From water to air, and you see a photograph of Galhotra standing in front of North Delhi’s Burari Garbage Hill, desperately trying to catch some fresh air in a butterfly net.

In art circles, Galhotra is known for her use of ghungroos — the anklet bells used by dancers. She has used them here to depict climate change — the classic graph of rising temperature is made with ghungroos. You can almost feel the bells shrieking in higher pitch as the line climbs and climbs.

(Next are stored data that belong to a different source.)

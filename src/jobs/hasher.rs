//! # Primitiva de Hashing
//! src/jobs/hasher.rs
//!
//! SHA-512 sobre los bytes UTF-8 del password, codificado en base64
//! estándar con padding (88 caracteres para un digest de 64 bytes).

use base64::engine::general_purpose::STANDARD;
use base64::Engine as _;
use sha2::{Digest, Sha512};

/// Calcula el hash de un password
///
/// # Ejemplo
/// ```
/// use hash_server::jobs::generate_hash;
///
/// let hash = generate_hash("puppymonkeybaby");
/// assert_eq!(hash.len(), 88);
/// ```
pub fn generate_hash(password: &str) -> String {
    let digest = Sha512::digest(password.as_bytes());
    STANDARD.encode(digest)
}
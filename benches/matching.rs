//! Pattern Matching Benchmarks
//!
//! Measures sequence stepping, chord evaluation, and full dispatcher
//! throughput at various registration counts.

use criterion::{black_box, criterion_group, criterion_main, BenchmarkId, Criterion, Throughput};
use keyweave::{ChordMatcher, InputDispatcher, KeyEvent, SequenceMatcher};

/// Generate `count` distinct sequence paths of the given length over a
/// small synthetic alphabet, with heavy prefix sharing.
fn generate_paths(count: usize, length: usize) -> Vec<Vec<String>> {
    (0..count)
        .map(|i| {
            (0..length)
                .map(|step| format!("k{}", (i * 7 + step * 3) % 16))
                .collect()
        })
        .collect()
}

/// A symbol stream that wanders the alphabet without completing anything.
fn generate_stream(length: usize) -> Vec<String> {
    (0..length).map(|i| format!("k{}", (i * 5 + 1) % 16)).collect()
}

/// Benchmark single-symbol trie stepping at various trie sizes
fn bench_sequence_stepping(c: &mut Criterion) {
    let mut group = c.benchmark_group("sequence_stepping");

    let stream = generate_stream(1024);

    for count in [1usize, 16, 64, 256] {
        let mut matcher: SequenceMatcher<String> = SequenceMatcher::new();
        for path in generate_paths(count, 5) {
            matcher.register(path, || {}).unwrap();
        }

        group.throughput(Throughput::Elements(stream.len() as u64));
        group.bench_with_input(
            BenchmarkId::from_parameter(count),
            &stream,
            |b, stream| {
                b.iter(|| {
                    for symbol in stream {
                        black_box(matcher.on_symbol(symbol));
                    }
                    matcher.reset();
                });
            },
        );
    }

    group.finish();
}

/// Benchmark a full press pass over the chord table
fn bench_chord_press_pass(c: &mut Criterion) {
    let mut group = c.benchmark_group("chord_press_pass");

    for count in [1usize, 16, 64, 256] {
        let mut matcher: ChordMatcher<String> = ChordMatcher::new();
        for i in 0..count {
            let chord = [format!("k{}", i % 16), format!("k{}", (i + 1) % 16)];
            matcher.register_pressed(chord, || {}).unwrap();
        }

        let held = ["k0", "k1", "k2"]
            .iter()
            .map(|s| s.to_string())
            .collect::<std::collections::HashSet<_>>();

        group.throughput(Throughput::Elements(count as u64));
        group.bench_with_input(BenchmarkId::from_parameter(count), &held, |b, held| {
            b.iter(|| {
                black_box(matcher.on_press(held));
                matcher.reset();
            });
        });
    }

    group.finish();
}

/// Benchmark the dispatcher end to end with a typing-like event stream
fn bench_dispatcher_feed(c: &mut Criterion) {
    let mut group = c.benchmark_group("dispatcher_feed");

    let events: Vec<KeyEvent> = generate_stream(512)
        .into_iter()
        .flat_map(|key| {
            let code = format!("c{key}");
            [
                KeyEvent::Down {
                    key: key.clone(),
                    code: code.clone(),
                },
                KeyEvent::Up { key, code },
            ]
        })
        .collect();

    for count in [4usize, 64] {
        let mut dispatcher = InputDispatcher::new();
        for path in generate_paths(count, 4) {
            dispatcher.add_key_sequence(path, || {}).unwrap();
        }
        for i in 0..count {
            let chord = [format!("k{}", i % 16), format!("k{}", (i + 5) % 16)];
            dispatcher.add_key_chord_pressed(chord, || {}).unwrap();
        }

        group.throughput(Throughput::Elements(events.len() as u64));
        group.bench_with_input(
            BenchmarkId::from_parameter(count),
            &events,
            |b, events| {
                b.iter(|| {
                    for event in events {
                        dispatcher.feed(black_box(event.clone()));
                    }
                    dispatcher.reset();
                });
            },
        );
    }

    group.finish();
}

criterion_group!(
    benches,
    bench_sequence_stepping,
    bench_chord_press_pass,
    bench_dispatcher_feed
);
criterion_main!(benches);
//! # keyweave
//!
//! Online recognition of temporal key patterns from a live input stream.
//!
//! Two independent engines recognize two kinds of patterns:
//! - **Sequences**: exact ordered runs of pressed symbols ("press A, then B,
//!   then C"), matched by a prefix trie with a single current position.
//! - **Chords**: unordered sets of simultaneously held symbols ("A and B and
//!   C all down at once"), matched by subset tests against the live held-set.
//!
//! # Architecture
//!
//! ```text
//! Raw down/up events
//!       ↓
//! ┌─────────────────────────┐
//! │  InputDispatcher        │ ← Held-set per domain, repeat synthesis
//! │  - key domain           │
//! │  - code domain          │
//! └─────────────────────────┘
//!       ↓              ↓
//! ┌──────────────┐ ┌──────────────┐
//! │  Sequence    │ │  Chord       │
//! │  Matcher     │ │  Matcher     │
//! │  (trie)      │ │  (subset)    │
//! └──────────────┘ └──────────────┘
//!       ↓              ↓
//! Registered callbacks fire inline
//! ```
//!
//! Everything is single-threaded and strictly synchronous: each fed event is
//! handled to completion, callbacks included, before the next is accepted.
//!
//! # Usage Example
//!
//! ```rust
//! use keyweave::{InputDispatcher, KeyEvent};
//!
//! # fn main() -> keyweave::Result<()> {
//! let mut dispatcher = InputDispatcher::new();
//!
//! dispatcher.add_code_sequence(["KeyQ", "KeyW", "KeyE"], || {
//!     println!("fork in the road");
//! })?;
//! dispatcher.add_key_chord_pressed(["q", "w"], || {
//!     println!("chord engaged");
//! })?;
//! dispatcher.add_reset_code_sequence(["Escape"])?;
//!
//! dispatcher.feed(KeyEvent::Down {
//!     key: "q".to_string(),
//!     code: "KeyQ".to_string(),
//! });
//! # Ok(())
//! # }
//! ```

#![warn(missing_docs)]
#![warn(clippy::all)]

/// Chord (simultaneous-hold) matching
pub mod chord;

/// Declarative TOML bindings
pub mod config;

/// Facade routing raw events to the matchers
pub mod dispatcher;

/// Registration error types
pub mod error;

/// Prefix-trie sequence matching
pub mod sequence;

pub use chord::{ChordAction, ChordMatcher};
pub use config::{
    BindingsConfig, ChordBinding, ChordPhase, ResetSequenceBinding, SequenceBinding, SymbolDomain,
};
pub use dispatcher::{InputDispatcher, KeyEvent};
pub use error::{RegisterError, Result};
pub use sequence::{SequenceAction, SequenceMatcher};

use std::fmt::Debug;
use std::hash::Hash;

/// Marker for types usable as input symbols.
///
/// A symbol is an opaque identifier for one input unit: a logical key name,
/// a physical code, a gamepad button. Equality is by value; any clonable,
/// hashable, debuggable type qualifies via the blanket impl.
pub trait Symbol: Clone + Eq + Hash + Debug {}

impl<T> Symbol for T where T: Clone + Eq + Hash + Debug {}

Installation artists have lots of tricks. One Galhotra uses here is a panel on which you bang, and a cacophony of voices breaks out. The harder you bang, the more cacophonous the noise. Perhaps the scariest exhibit is a pair of rags — one white, the other dirty grey after Galhotra used it to wipe the leaves of the plants she grows on the balcony of her south Delhi home.

Different lenses

Many scientists, journalists and activists have been talking and writing about the momentous transformation of the earth by human activities, especially in an era already hit by climate change. Noted novelist Amitav Ghosh recently wrote a lament because he could not find authors engaging with this, the biggest change of our times.

Now artists like Vibha Galhotra are taking up that challenge, seeing climate change, pollution, deforestation and similar ills through their own lenses. That may have more effect than a factual rendering of the situation.

The exhibition is on at F-320 Lado Sarai, New Delhi, till April 17.